* **REQUIRED WORK**
In your answer, repeat each line of the data exactly.

(Saved data entries)
◆ ◆ ◆ ◆ ◆ ◆ ◆

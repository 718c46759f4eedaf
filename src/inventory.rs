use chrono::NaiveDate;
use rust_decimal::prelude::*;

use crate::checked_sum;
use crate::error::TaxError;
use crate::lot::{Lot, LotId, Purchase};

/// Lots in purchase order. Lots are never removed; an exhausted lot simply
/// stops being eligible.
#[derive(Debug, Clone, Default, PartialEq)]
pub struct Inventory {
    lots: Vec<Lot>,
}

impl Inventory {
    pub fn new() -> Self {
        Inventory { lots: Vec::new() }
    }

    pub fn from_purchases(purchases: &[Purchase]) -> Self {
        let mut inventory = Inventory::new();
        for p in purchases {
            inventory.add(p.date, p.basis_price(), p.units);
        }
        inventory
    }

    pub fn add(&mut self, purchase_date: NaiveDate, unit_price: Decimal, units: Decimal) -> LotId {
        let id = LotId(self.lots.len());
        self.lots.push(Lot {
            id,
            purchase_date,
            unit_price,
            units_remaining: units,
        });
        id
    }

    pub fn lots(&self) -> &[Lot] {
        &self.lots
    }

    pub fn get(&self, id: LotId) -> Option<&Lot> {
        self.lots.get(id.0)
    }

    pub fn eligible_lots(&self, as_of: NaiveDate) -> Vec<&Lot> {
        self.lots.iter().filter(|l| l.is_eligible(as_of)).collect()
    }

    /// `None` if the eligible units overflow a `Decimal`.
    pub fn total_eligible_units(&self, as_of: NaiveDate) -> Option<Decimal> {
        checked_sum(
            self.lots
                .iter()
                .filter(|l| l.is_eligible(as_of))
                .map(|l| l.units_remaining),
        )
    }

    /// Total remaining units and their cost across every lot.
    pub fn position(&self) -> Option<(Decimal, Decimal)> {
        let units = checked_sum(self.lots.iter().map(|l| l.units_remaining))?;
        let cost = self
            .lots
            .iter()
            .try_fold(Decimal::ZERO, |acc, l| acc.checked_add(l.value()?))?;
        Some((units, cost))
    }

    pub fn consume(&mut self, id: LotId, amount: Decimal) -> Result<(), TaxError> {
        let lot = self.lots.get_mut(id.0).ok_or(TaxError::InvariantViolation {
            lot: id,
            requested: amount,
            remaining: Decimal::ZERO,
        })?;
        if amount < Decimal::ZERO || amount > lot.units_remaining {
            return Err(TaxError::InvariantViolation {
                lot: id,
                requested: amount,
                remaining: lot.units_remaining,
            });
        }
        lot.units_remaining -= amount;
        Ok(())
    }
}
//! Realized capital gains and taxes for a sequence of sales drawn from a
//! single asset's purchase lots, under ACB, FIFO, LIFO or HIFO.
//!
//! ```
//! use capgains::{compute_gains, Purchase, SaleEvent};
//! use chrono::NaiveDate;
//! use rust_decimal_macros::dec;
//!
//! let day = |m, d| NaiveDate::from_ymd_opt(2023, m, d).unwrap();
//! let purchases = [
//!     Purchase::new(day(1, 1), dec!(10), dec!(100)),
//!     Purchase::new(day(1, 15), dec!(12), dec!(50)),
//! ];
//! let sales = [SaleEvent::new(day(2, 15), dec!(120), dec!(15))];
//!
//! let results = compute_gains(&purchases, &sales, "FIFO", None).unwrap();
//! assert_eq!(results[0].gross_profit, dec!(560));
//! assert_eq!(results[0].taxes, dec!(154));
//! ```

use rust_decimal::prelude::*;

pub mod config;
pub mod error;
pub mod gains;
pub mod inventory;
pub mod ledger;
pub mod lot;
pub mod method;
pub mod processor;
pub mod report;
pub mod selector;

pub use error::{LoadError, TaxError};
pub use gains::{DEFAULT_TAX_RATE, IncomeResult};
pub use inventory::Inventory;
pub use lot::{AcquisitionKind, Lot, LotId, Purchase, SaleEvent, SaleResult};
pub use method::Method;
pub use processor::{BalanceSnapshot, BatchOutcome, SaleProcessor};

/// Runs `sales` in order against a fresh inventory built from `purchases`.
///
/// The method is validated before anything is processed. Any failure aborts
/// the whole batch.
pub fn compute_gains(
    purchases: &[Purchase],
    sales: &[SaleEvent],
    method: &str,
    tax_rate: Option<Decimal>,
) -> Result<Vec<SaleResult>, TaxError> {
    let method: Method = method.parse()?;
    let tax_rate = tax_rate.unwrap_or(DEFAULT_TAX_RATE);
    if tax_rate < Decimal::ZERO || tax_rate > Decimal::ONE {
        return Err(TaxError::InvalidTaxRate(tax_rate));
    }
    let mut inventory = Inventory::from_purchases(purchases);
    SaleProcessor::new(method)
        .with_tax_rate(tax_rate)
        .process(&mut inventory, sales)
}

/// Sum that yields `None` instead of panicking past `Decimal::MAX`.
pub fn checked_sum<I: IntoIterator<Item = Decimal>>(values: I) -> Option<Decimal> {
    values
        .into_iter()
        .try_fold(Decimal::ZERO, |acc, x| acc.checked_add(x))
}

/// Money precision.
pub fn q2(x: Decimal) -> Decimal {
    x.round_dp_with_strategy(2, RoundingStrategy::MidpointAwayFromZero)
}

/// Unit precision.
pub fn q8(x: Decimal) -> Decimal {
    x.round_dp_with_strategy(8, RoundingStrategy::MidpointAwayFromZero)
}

◆ ◆ ◆ ◆ ◆ ◆ ◆

* **ANSWER SECTION**
repository 718c46759f4eedaf
filename src/inventory.rs
use chrono::NaiveDate;
use rust_decimal::prelude::*;

use crate::checked_sum;
use crate::error::TaxError;
use crate::lot::{Lot, LotId, Purchase};

/// Lots in purchase order. Lots are never removed; an exhausted lot simply
/// stops being eligible.
#[derive(Debug, Clone, Default, PartialEq)]
pub struct Inventory {
    lots: Vec<Lot>,
}

impl Inventory {
    pub fn new() -> Self {
        Inventory { lots: Vec::new() }
    }

    pub fn from_purchases(purchases: &[Purchase]) -> Self {
        let mut inventory = Inventory::new();
        for p in purchases {
            inventory.add(p.date, p.basis_price(), p.units);
        }
        inventory
    }

    pub fn add(&mut self, purchase_date: NaiveDate, unit_price: Decimal, units: Decimal) -> LotId {
        let id = LotId(self.lots.len());
        self.lots.push(Lot {
            id,
            purchase_date,
            unit_price,
            units_remaining: units,
        });
        id
    }

    pub fn lots(&self) -> &[Lot] {
        &self.lots
    }

    pub fn get(&self, id: LotId) -> Option<&Lot> {
        self.lots.get(id.0)
    }

    pub fn eligible_lots(&self, as_of: NaiveDate) -> Vec<&Lot> {
        self.lots.iter().filter(|l| l.is_eligible(as_of)).collect()
    }

    /// `None` if the eligible units overflow a `Decimal`.
    pub fn total_eligible_units(&self, as_of: NaiveDate) -> Option<Decimal> {
        checked_sum(
            self.lots
                .iter()
                .filter(|l| l.is_eligible(as_of))
                .map(|l| l.units_remaining),
        )
    }

    /// Total remaining units and their cost across every lot.
    pub fn position(&self) -> Option<(Decimal, Decimal)> {
        let units = checked_sum(self.lots.iter().map(|l| l.units_remaining))?;
        let cost = self
            .lots
            .iter()
            .try_fold(Decimal::ZERO, |acc, l| acc.checked_add(l.value()?))?;
        Some((units, cost))
    }

    pub fn consume(&mut self, id: LotId, amount: Decimal) -> Result<(), TaxError> {
        let lot = self.lots.get_mut(id.0).ok_or(TaxError::InvariantViolation {
            lot: id,
            requested: amount,
            remaining: Decimal::ZERO,
        })?;
        if amount < Decimal::ZERO || amount > lot.units_remaining {
            return Err(TaxError::InvariantViolation {
                lot: id,
                requested: amount,
                remaining: lot.units_remaining,
            });
        }
        lot.units_remaining -= amount;
        Ok(())
    }
}
//! Realized capital gains and taxes for a sequence of sales drawn from a
//! single asset's purchase lots, under ACB, FIFO, LIFO or HIFO.
//!
//! ```
//! use capgains::{compute_gains, Purchase, SaleEvent};
//! use chrono::NaiveDate;
//! use rust_decimal_macros::dec;
//!
//! let day = |m, d| NaiveDate::from_ymd_opt(2023, m, d).unwrap();
//! let purchases = [
//!     Purchase::new(day(1, 1), dec!(10), dec!(100)),
//!     Purchase::new(day(1, 15), dec!(12), dec!(50)),
//! ];
//! let sales = [SaleEvent::new(day(2, 15), dec!(120), dec!(15))];
//!
//! let results = compute_gains(&purchases, &sales, "FIFO", None).unwrap();
//! assert_eq!(results[0].gross_profit, dec!(560));
//! assert_eq!(results[0].taxes, dec!(154));
//! ```

use rust_decimal::prelude::*;

pub mod config;
pub mod error;
pub mod gains;
pub mod inventory;
pub mod ledger;
pub mod lot;
pub mod method;
pub mod processor;
pub mod report;
pub mod selector;

pub use error::{LoadError, TaxError};
pub use gains::{DEFAULT_TAX_RATE, IncomeResult};
pub use inventory::Inventory;
pub use lot::{AcquisitionKind, Lot, LotId, Purchase, SaleEvent, SaleResult};
pub use method::Method;
pub use processor::{BalanceSnapshot, BatchOutcome, SaleProcessor};

/// Runs `sales` in order against a fresh inventory built from `purchases`.
///
/// The method is validated before anything is processed. Any failure aborts
/// the whole batch.
pub fn compute_gains(
    purchases: &[Purchase],
    sales: &[SaleEvent],
    method: &str,
    tax_rate: Option<Decimal>,
) -> Result<Vec<SaleResult>, TaxError> {
    let method: Method = method.parse()?;
    let tax_rate = tax_rate.unwrap_or(DEFAULT_TAX_RATE);
    if tax_rate < Decimal::ZERO || tax_rate > Decimal::ONE {
        return Err(TaxError::InvalidTaxRate(tax_rate));
    }
    let mut inventory = Inventory::from_purchases(purchases);
    SaleProcessor::new(method)
        .with_tax_rate(tax_rate)
        .process(&mut inventory, sales)
}

/// Sum that yields `None` instead of panicking past `Decimal::MAX`.
pub fn checked_sum<I: IntoIterator<Item = Decimal>>(values: I) -> Option<Decimal> {
    values
        .into_iter()
        .try_fold(Decimal::ZERO, |acc, x| acc.checked_add(x))
}

/// Money precision.
pub fn q2(x: Decimal) -> Decimal {
    x.round_dp_with_strategy(2, RoundingStrategy::MidpointAwayFromZero)
}

/// Unit precision.
pub fn q8(x: Decimal) -> Decimal {
    x.round_dp_with_strategy(8, RoundingStrategy::MidpointAwayFromZero)
}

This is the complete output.